Material for the task:

++++++

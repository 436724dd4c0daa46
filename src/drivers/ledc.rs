//! LEDC PWM channels for the power stage.
//!
//! Configured through the raw LEDC API rather than `LedcDriver`, whose duty
//! setter stops at `2^bits - 1`.  The hardware accepts `2^bits` as "always
//! high", which is what a heater or fan at 255 must get.

use embedded_hal::pwm::{Error as PwmError, ErrorKind, ErrorType, SetDutyCycle};
use esp_idf_svc::sys::*;
use log::info;

use crate::error::HwInitError;
use crate::pins;

const SPEED_MODE: ledc_mode_t = ledc_mode_t_LEDC_LOW_SPEED_MODE;
const TIMER: ledc_timer_t = ledc_timer_t_LEDC_TIMER_0;

/// Failed duty update, carrying the ESP-IDF error.
#[derive(Debug, Clone, Copy)]
pub struct LedcError(pub EspError);

impl PwmError for LedcError {
    fn kind(&self) -> ErrorKind {
        ErrorKind::Other
    }
}

/// One configured LEDC channel.  Exposes `0..=PWM_FULL_ON_DUTY` as its
/// duty range.
pub struct LedcChannel {
    channel: ledc_channel_t,
}

/// Configure the shared timer.  Must run before [`LedcChannel::new`].
pub fn init_timer() -> Result<(), HwInitError> {
    let timer = ledc_timer_config_t {
        speed_mode: SPEED_MODE,
        timer_num: TIMER,
        duty_resolution: pins::PWM_RESOLUTION_BITS,
        freq_hz: pins::PWM_FREQ_HZ,
        clk_cfg: soc_periph_ledc_clk_src_legacy_t_LEDC_AUTO_CLK,
        ..Default::default()
    };
    // SAFETY: called once from the main task during init.
    esp!(unsafe { ledc_timer_config(&timer) }).map_err(|e| HwInitError::PwmInitFailed(e.code()))?;
    info!(
        "ledc: timer0 at {} Hz, {}-bit",
        pins::PWM_FREQ_HZ,
        pins::PWM_RESOLUTION_BITS
    );
    Ok(())
}

impl LedcChannel {
    /// Bind `channel` to `gpio` on the shared timer, starting at duty 0.
    pub fn new(channel: ledc_channel_t, gpio: i32) -> Result<Self, HwInitError> {
        let cfg = ledc_channel_config_t {
            speed_mode: SPEED_MODE,
            channel,
            timer_sel: TIMER,
            gpio_num: gpio,
            duty: 0,
            hpoint: 0,
            ..Default::default()
        };
        // SAFETY: each channel/GPIO pair is configured once, from the main
        // task, after `init_timer`.
        esp!(unsafe { ledc_channel_config(&cfg) })
            .map_err(|e| HwInitError::PwmInitFailed(e.code()))?;
        Ok(Self { channel })
    }
}

impl ErrorType for LedcChannel {
    type Error = LedcError;
}

impl SetDutyCycle for LedcChannel {
    fn max_duty_cycle(&self) -> u16 {
        pins::PWM_FULL_ON_DUTY
    }

    fn set_duty_cycle(&mut self, duty: u16) -> Result<(), LedcError> {
        let duty = u32::from(duty.min(pins::PWM_FULL_ON_DUTY));
        // SAFETY: the channel was configured in `new`; only the main loop
        // writes duties.
        unsafe {
            esp!(ledc_set_duty(SPEED_MODE, self.channel, duty)).map_err(LedcError)?;
            esp!(ledc_update_duty(SPEED_MODE, self.channel)).map_err(LedcError)
        }
    }
}
//! Log-based event sink adapter.
//!
//! Implements [`EventSink`] by writing structured application events to
//! the ESP-IDF logger (the console UART in production).

use log::{debug, info};

use crate::app::events::AppEvent;
use crate::app::ports::EventSink;

/// Adapter that logs every [`AppEvent`] to the console.
#[derive(Default)]
pub struct LogEventSink;

impl LogEventSink {
    pub fn new() -> Self {
        Self
    }
}

impl EventSink for LogEventSink {
    fn emit(&mut self, event: &AppEvent) {
        match event {
            AppEvent::Telemetry(t) => {
                info!(
                    "TELEM | room={:.2}\u{00b0}C h1={:.2}\u{00b0}C h2={:.2}\u{00b0}C | \
                     temp={:?} link={:?} | pwm={}/{}/{} | \
                     frames ok={} dropped={} unknown={}",
                    t.room_c,
                    t.heater1_c,
                    t.heater2_c,
                    t.temperature_status,
                    t.connection_status,
                    t.outputs.heater1,
                    t.outputs.heater2,
                    t.outputs.cooler,
                    t.protocol.accepted,
                    t.protocol.dropped,
                    t.protocol.unknown,
                );
            }
            AppEvent::TemperatureStatusChanged { from, to } => {
                info!("TEMP | {:?} -> {:?}", from, to);
            }
            AppEvent::ConnectionChanged { from, to } => {
                info!("LINK | {:?} -> {:?}", from, to);
            }
            AppEvent::FrameDropped(e) => {
                info!("FRAME | dropped: {}", e);
            }
            AppEvent::UnknownCommand(tag) => {
                debug!("FRAME | unknown tag 0x{:02X}", tag);
            }
            AppEvent::Started => {
                info!("START | TeCoLab v{}", env!("CARGO_PKG_VERSION"));
            }
        }
    }
}
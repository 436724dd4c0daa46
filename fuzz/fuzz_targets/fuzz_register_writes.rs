//! Fuzz target: `RegisterFile::write` / `RegisterFile::read`
//!
//! Interprets the input as `(offset, value)` pairs and applies them to the
//! byte view.  Every in-range write must read back, and nothing may panic
//! on out-of-range offsets.
//!
//! cargo fuzz run fuzz_register_writes

#![no_main]

use libfuzzer_sys::fuzz_target;
use tecolab::registers::{REGISTER_FILE_SIZE, RegisterFile};

fuzz_target!(|data: &[u8]| {
    let mut regs = RegisterFile::new();
    for pair in data.chunks_exact(2) {
        let offset = pair[0] as usize;
        let value = pair[1];
        regs.write(offset, value);
        if offset < REGISTER_FILE_SIZE {
            assert_eq!(regs.read(offset), value);
        } else {
            assert_eq!(regs.read(offset), 0);
        }
    }
    assert_eq!(regs.snapshot().len(), REGISTER_FILE_SIZE);
});
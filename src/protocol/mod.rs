//! Host link protocol.
//!
//! Fixed-length request frames, single-byte command tags, 8-bit additive
//! checksums, and replies whose length the host infers from the tag.
//!
//! ```text
//! ┌────────────┐   ┌──────────┐   ┌─────────────────────┐
//! │ Transport  │──▶│  Codec   │──▶│ Handler (dispatch)  │──▶ RegisterFile
//! │ 32 B block │   │ validate │   │ R / W / C / A / ?   │
//! └────────────┘   └──────────┘   └─────────────────────┘
//!       ▲                                   │
//!       └───────────── reply ───────────────┘
//! ```
//!
//! A frame whose checksum does not match is dropped without a reply; the
//! host owns timeouts and retries.

pub mod codec;
pub mod handler;
pub mod host;
pub mod transport;

/// Size of every inbound block read from the transport.
pub const FRAME_LEN: usize = 32;

/// Largest `qty` honoured by read and write commands.
pub const MAX_TRANSFER: u8 = 16;

pub const TAG_READ: u8 = b'R';
pub const TAG_WRITE: u8 = b'W';
pub const TAG_CONTROL: u8 = b'C';
pub const TAG_ACKNOWLEDGE: u8 = b'A';

pub use codec::{Command, checksum, parse_frame};
pub use handler::{ProtocolHandler, ProtocolStats, Reply};
pub use transport::Transport;
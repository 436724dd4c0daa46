//! Task Watchdog Timer (TWDT) driver.
//!
//! Resets the board if the control loop stops cycling, which would
//! otherwise leave the heaters at their last duty with nothing watching
//! the temperatures.  The loop calls [`Watchdog::feed`] once per cycle.

#[cfg(target_os = "espidf")]
use esp_idf_svc::sys::*;

use log::{info, warn};

pub struct Watchdog {
    timeout_ms: u32,
    #[cfg(target_os = "espidf")]
    subscribed: bool,
}

impl Watchdog {
    /// Configure the TWDT and subscribe the calling task.
    pub fn new(timeout_ms: u32) -> Self {
        #[cfg(target_os = "espidf")]
        {
            // SAFETY: TWDT configuration from the main task before the loop
            // starts; the null handle subscribes the calling task.
            unsafe {
                let cfg = esp_task_wdt_config_t {
                    timeout_ms,
                    idle_core_mask: 0,
                    trigger_panic: true,
                };
                let ret = esp_task_wdt_reconfigure(&cfg);
                if ret != ESP_OK {
                    warn!("Watchdog: reconfigure returned {} (may already be configured)", ret);
                }

                let ret = esp_task_wdt_add(core::ptr::null_mut());
                let subscribed = ret == ESP_OK;
                if subscribed {
                    info!("Watchdog: subscribed ({} ms timeout, panic on trigger)", timeout_ms);
                } else {
                    warn!("Watchdog: failed to subscribe ({})", ret);
                }

                Self {
                    timeout_ms,
                    subscribed,
                }
            }
        }

        #[cfg(not(target_os = "espidf"))]
        {
            if timeout_ms == 0 {
                warn!("Watchdog(sim): zero timeout");
            }
            info!("Watchdog(sim): no-op ({} ms)", timeout_ms);
            Self { timeout_ms }
        }
    }

    pub fn timeout_ms(&self) -> u32 {
        self.timeout_ms
    }

    /// Feed the watchdog.  Must be called at least once per timeout.
    pub fn feed(&self) {
        #[cfg(target_os = "espidf")]
        {
            if self.subscribed {
                // SAFETY: resets the TWDT entry of the subscribed calling task.
                unsafe {
                    esp_task_wdt_reset();
                }
            }
        }
    }
}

++++++

Your assignment: Return, with no change at all, every line in the entries above from the line containing "task during init." through the line containing "the main loop".

Task solution:
    // SAFETY: called once from the main task during init.
    esp!(unsafe { ledc_timer_config(&timer) }).map_err(|e| HwInitError::PwmInitFailed(e.code()))?;
    info!(
        "ledc: timer0 at {} Hz, {}-bit",
        pins::PWM_FREQ_HZ,
        pins::PWM_RESOLUTION_BITS
    );
    Ok(())
}

impl LedcChannel {
    /// Bind `channel` to `gpio` on the shared timer, starting at duty 0.
    pub fn new(channel: ledc_channel_t, gpio: i32) -> Result<Self, HwInitError> {
        let cfg = ledc_channel_config_t {
            speed_mode: SPEED_MODE,
            channel,
            timer_sel: TIMER,
            gpio_num: gpio,
            duty: 0,
            hpoint: 0,
            ..Default::default()
        };
        // SAFETY: each channel/GPIO pair is configured once, from the main
        // task, after `init_timer`.
        esp!(unsafe { ledc_channel_config(&cfg) })
            .map_err(|e| HwInitError::PwmInitFailed(e.code()))?;
        Ok(Self { channel })
    }
}

impl ErrorType for LedcChannel {
    type Error = LedcError;
}

impl SetDutyCycle for LedcChannel {
    fn max_duty_cycle(&self) -> u16 {
        pins::PWM_FULL_ON_DUTY
    }

    fn set_duty_cycle(&mut self, duty: u16) -> Result<(), LedcError> {
        let duty = u32::from(duty.min(pins::PWM_FULL_ON_DUTY));
        // SAFETY: the channel was configured in `new`; only the main loop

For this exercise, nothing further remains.